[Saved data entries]
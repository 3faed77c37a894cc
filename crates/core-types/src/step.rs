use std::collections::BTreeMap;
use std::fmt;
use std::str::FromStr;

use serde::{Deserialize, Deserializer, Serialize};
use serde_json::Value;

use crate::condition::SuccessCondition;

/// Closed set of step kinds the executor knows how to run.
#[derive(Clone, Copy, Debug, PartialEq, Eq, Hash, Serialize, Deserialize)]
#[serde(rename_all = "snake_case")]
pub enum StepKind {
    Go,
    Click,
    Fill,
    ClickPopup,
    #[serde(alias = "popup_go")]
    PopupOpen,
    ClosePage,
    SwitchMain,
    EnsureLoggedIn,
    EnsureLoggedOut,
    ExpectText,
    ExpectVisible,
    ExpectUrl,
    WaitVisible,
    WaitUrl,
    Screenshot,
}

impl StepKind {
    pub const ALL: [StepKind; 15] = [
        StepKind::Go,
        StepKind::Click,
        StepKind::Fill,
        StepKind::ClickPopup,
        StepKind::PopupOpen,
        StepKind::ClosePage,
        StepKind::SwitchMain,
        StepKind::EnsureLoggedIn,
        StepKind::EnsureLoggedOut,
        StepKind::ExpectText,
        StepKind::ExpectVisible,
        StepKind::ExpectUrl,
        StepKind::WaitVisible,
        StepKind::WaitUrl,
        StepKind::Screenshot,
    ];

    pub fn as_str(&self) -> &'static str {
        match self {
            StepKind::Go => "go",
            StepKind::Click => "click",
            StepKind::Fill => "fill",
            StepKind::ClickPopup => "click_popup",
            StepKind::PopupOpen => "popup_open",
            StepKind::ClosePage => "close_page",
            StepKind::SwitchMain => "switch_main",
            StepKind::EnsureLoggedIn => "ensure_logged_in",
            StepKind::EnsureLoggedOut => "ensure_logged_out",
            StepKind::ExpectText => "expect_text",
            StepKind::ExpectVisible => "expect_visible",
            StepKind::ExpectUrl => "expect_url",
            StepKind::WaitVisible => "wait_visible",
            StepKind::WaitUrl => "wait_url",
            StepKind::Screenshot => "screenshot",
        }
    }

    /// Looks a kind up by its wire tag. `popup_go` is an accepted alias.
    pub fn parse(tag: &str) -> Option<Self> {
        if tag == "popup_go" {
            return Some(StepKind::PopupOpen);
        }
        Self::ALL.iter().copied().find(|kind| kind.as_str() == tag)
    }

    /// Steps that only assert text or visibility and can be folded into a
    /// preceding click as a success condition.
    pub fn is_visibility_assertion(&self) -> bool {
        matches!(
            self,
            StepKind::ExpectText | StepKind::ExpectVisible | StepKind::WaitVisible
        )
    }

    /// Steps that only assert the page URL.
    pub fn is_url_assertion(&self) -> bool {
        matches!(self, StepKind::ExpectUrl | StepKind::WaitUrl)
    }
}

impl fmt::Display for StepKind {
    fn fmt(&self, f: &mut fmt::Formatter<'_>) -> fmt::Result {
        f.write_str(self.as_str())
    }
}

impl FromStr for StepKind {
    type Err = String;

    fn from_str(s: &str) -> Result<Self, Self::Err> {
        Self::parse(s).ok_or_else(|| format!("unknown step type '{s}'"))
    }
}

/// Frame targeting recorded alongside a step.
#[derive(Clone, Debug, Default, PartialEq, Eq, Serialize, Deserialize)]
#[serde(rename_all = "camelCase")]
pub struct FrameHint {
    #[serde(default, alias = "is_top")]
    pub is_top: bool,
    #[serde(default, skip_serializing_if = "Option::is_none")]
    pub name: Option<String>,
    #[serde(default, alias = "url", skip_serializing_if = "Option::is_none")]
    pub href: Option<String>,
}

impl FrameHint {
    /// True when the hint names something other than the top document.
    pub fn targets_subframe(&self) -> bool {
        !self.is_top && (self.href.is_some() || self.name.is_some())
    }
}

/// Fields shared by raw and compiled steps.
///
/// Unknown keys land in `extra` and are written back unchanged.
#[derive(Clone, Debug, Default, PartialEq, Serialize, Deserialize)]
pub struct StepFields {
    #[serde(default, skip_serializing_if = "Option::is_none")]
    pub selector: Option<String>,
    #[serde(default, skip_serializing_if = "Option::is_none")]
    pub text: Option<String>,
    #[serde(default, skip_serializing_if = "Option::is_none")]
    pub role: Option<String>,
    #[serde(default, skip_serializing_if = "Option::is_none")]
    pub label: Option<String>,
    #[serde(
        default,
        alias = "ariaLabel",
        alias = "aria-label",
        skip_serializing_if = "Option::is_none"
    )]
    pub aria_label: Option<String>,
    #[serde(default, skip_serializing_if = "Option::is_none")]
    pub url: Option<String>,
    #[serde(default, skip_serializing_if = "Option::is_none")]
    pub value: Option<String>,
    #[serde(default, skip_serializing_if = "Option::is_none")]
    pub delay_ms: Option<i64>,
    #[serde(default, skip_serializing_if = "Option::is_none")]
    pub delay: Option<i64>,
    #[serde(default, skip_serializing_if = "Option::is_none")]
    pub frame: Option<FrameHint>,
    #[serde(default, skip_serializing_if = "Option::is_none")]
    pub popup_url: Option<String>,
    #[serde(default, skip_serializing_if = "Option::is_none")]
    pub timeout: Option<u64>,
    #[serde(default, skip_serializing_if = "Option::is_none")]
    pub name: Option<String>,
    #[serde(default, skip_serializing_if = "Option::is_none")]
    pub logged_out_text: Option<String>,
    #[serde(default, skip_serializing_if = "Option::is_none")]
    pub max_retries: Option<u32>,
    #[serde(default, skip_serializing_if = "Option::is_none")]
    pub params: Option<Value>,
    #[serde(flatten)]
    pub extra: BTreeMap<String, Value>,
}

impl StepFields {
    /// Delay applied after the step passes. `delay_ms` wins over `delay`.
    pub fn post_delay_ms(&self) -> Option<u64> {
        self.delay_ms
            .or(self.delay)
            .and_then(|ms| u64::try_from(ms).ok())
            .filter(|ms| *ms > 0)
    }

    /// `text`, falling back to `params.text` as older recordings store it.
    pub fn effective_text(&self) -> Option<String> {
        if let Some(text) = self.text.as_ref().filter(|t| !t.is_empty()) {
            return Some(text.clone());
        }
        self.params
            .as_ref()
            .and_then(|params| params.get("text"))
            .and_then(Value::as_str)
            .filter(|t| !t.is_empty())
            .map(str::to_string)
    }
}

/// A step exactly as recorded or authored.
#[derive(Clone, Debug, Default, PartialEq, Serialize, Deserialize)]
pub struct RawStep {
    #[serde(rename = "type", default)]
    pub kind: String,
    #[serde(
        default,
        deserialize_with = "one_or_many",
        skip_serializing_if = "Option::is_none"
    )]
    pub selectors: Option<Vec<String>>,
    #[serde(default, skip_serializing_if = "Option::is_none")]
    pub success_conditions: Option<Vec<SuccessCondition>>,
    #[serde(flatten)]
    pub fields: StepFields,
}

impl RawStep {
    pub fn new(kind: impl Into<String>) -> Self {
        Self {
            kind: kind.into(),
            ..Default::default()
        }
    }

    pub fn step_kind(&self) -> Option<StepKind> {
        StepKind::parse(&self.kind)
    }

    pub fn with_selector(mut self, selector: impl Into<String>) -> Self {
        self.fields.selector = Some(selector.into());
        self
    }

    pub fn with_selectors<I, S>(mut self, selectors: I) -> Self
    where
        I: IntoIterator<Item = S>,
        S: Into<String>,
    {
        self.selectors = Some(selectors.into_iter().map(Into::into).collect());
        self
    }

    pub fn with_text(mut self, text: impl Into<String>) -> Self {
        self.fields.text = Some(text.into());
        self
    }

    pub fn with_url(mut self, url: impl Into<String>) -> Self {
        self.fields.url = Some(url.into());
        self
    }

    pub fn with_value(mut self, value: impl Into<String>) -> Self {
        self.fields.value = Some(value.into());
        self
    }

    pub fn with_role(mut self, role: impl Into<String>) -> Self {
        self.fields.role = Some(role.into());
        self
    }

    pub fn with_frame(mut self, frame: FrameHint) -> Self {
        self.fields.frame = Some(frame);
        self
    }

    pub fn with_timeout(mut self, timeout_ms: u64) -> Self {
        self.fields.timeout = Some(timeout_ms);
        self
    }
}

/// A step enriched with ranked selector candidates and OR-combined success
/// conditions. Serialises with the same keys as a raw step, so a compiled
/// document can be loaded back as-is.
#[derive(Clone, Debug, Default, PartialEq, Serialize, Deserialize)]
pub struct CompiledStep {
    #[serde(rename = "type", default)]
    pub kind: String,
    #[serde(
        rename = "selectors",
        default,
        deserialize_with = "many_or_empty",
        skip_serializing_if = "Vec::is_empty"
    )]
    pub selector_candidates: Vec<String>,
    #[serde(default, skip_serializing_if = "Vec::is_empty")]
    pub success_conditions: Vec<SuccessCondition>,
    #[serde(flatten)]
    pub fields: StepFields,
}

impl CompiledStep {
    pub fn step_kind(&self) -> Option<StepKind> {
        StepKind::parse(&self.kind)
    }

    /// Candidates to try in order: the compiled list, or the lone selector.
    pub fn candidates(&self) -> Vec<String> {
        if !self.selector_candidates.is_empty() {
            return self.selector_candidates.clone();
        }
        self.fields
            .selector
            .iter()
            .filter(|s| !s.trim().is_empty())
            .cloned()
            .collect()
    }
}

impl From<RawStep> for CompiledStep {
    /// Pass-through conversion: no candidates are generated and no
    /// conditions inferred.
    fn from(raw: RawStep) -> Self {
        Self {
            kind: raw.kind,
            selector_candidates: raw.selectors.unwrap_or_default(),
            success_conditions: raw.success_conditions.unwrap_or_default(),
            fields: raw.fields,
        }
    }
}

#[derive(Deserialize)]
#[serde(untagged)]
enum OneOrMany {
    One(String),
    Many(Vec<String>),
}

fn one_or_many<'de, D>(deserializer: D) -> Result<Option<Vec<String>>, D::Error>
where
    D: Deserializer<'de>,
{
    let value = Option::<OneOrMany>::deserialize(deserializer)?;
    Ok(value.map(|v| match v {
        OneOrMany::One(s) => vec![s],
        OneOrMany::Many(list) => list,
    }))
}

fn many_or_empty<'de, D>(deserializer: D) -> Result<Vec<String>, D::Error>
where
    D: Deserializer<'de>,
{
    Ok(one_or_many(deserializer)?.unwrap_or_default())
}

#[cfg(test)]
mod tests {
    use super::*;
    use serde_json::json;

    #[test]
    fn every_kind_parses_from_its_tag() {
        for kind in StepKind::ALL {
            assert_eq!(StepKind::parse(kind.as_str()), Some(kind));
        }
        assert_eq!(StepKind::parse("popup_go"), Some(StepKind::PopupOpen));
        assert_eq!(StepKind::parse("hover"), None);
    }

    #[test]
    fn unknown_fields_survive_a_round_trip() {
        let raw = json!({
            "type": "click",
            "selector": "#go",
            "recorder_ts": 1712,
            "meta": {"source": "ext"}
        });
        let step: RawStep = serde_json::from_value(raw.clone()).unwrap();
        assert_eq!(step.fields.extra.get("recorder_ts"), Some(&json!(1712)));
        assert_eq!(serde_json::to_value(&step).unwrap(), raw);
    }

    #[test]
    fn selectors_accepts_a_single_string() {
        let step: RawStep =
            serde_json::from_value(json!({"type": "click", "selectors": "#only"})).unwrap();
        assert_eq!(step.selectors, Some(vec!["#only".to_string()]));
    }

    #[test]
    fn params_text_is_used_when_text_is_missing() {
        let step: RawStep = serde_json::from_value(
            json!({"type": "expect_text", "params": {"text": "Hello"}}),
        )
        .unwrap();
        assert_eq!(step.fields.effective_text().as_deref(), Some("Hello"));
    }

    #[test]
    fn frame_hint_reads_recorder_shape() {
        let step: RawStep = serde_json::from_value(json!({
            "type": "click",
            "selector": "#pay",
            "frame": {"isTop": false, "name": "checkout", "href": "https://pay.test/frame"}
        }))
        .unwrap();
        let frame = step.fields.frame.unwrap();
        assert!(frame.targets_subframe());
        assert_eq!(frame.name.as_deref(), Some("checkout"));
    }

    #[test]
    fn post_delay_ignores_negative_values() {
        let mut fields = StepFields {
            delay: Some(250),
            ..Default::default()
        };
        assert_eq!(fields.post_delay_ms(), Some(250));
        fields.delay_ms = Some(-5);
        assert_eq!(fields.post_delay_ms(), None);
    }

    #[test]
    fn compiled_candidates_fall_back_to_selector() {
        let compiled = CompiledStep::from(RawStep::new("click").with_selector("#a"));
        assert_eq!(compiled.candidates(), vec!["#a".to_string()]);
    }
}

YOUR TASK: From the entries, report every line in which the string "document" occurs.

RESPONSE BELOW:
    /// True when the hint names something other than the top document.
/// document can be loaded back as-is.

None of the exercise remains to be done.